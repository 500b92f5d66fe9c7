//! In-process backend.

use std::sync::Arc;

use tracing::{debug, Instrument};

use super::backend::{ChunkHandler, ChunkRequest, ExecutionBackend, InvokeError};
use crate::jobs::ChunkResult;

/// Runs each request as a tokio task on the local runtime.
///
/// A panicking handler is reported as [`InvokeError::Panicked`] and does not
/// take the dispatcher down.
pub struct LocalBackend<H: ChunkHandler> {
    handler: Arc<H>,
}

impl<H: ChunkHandler> LocalBackend<H> {
    pub fn new(handler: H) -> Self {
        Self {
            handler: Arc::new(handler),
        }
    }

    pub fn handler(&self) -> &H {
        &self.handler
    }
}

impl<H: ChunkHandler> ExecutionBackend for LocalBackend<H> {
    fn name(&self) -> &'static str {
        "local"
    }

    async fn invoke(&self, request: ChunkRequest) -> Result<ChunkResult, InvokeError> {
        let handler = Arc::clone(&self.handler);
        let span = tracing::debug_span!("local_invoke", job = %request.job);
        let task = tokio::spawn(
            async move { handler.handle(request).await }.instrument(span),
        );
        match task.await {
            Ok(Ok(result)) => Ok(result),
            Ok(Err(e)) => {
                debug!(error = %e, "Local chunk failed");
                Err(InvokeError::Remote(e.to_string()))
            }
            Err(e) => Err(InvokeError::Panicked(e.to_string())),
        }
    }
}

#[cfg(test)]
mod tests {
    use super::*;
    use crate::executor::tests::{request, ScriptedHandler};

    #[tokio::test]
    async fn test_local_backend_returns_handler_result() {
        let backend = LocalBackend::new(ScriptedHandler::default());
        let result = backend.invoke(request(0, 0)).await.unwrap();
        assert!(result.success);
        assert_eq!(backend.handler().calls(), 1);
    }

    #[tokio::test]
    async fn test_local_backend_maps_handler_error() {
        let backend = LocalBackend::new(ScriptedHandler::default().failing_first(1));
        assert!(matches!(
            backend.invoke(request(0, 0)).await,
            Err(InvokeError::Remote(_))
        ));
    }

    #[tokio::test]
    async fn test_local_backend_survives_panic() {
        let backend = LocalBackend::new(ScriptedHandler::default().panicking());
        assert!(matches!(
            backend.invoke(request(0, 0)).await,
            Err(InvokeError::Panicked(_))
        ));
    }
}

_____

• Description of the task: The whole listing, restated word for word, is the expected answer.

• Task response:
repository 500b92f5d66fe9c7
//! In-process backend.

use std::sync::Arc;

use tracing::{debug, Instrument};

use super::backend::{ChunkHandler, ChunkRequest, ExecutionBackend, InvokeError};
use crate::jobs::ChunkResult;

/// Runs each request as a tokio task on the local runtime.
///
/// A panicking handler is reported as [`InvokeError::Panicked`] and does not
/// take the dispatcher down.
pub struct LocalBackend<H: ChunkHandler> {
    handler: Arc<H>,
}

impl<H: ChunkHandler> LocalBackend<H> {
    pub fn new(handler: H) -> Self {
        Self {
            handler: Arc::new(handler),
        }
    }

    pub fn handler(&self) -> &H {
        &self.handler
    }
}

impl<H: ChunkHandler> ExecutionBackend for LocalBackend<H> {
    fn name(&self) -> &'static str {
        "local"
    }

    async fn invoke(&self, request: ChunkRequest) -> Result<ChunkResult, InvokeError> {
        let handler = Arc::clone(&self.handler);
        let span = tracing::debug_span!("local_invoke", job = %request.job);
        let task = tokio::spawn(
            async move { handler.handle(request).await }.instrument(span),
        );
        match task.await {
            Ok(Ok(result)) => Ok(result),
            Ok(Err(e)) => {
                debug!(error = %e, "Local chunk failed");
                Err(InvokeError::Remote(e.to_string()))
            }
            Err(e) => Err(InvokeError::Panicked(e.to_string())),
        }
    }
}

#[cfg(test)]
mod tests {
    use super::*;
    use crate::executor::tests::{request, ScriptedHandler};

    #[tokio::test]
    async fn test_local_backend_returns_handler_result() {
        let backend = LocalBackend::new(ScriptedHandler::default());
        let result = backend.invoke(request(0, 0)).await.unwrap();
        assert!(result.success);
        assert_eq!(backend.handler().calls(), 1);
    }

    #[tokio::test]
    async fn test_local_backend_maps_handler_error() {
        let backend = LocalBackend::new(ScriptedHandler::default().failing_first(1));
        assert!(matches!(
            backend.invoke(request(0, 0)).await,
            Err(InvokeError::Remote(_))
        ));
    }

    #[tokio::test]
    async fn test_local_backend_survives_panic() {
        let backend = LocalBackend::new(ScriptedHandler::default().panicking());
        assert!(matches!(
            backend.invoke(request(0, 0)).await,
            Err(InvokeError::Panicked(_))
        ));
    }
}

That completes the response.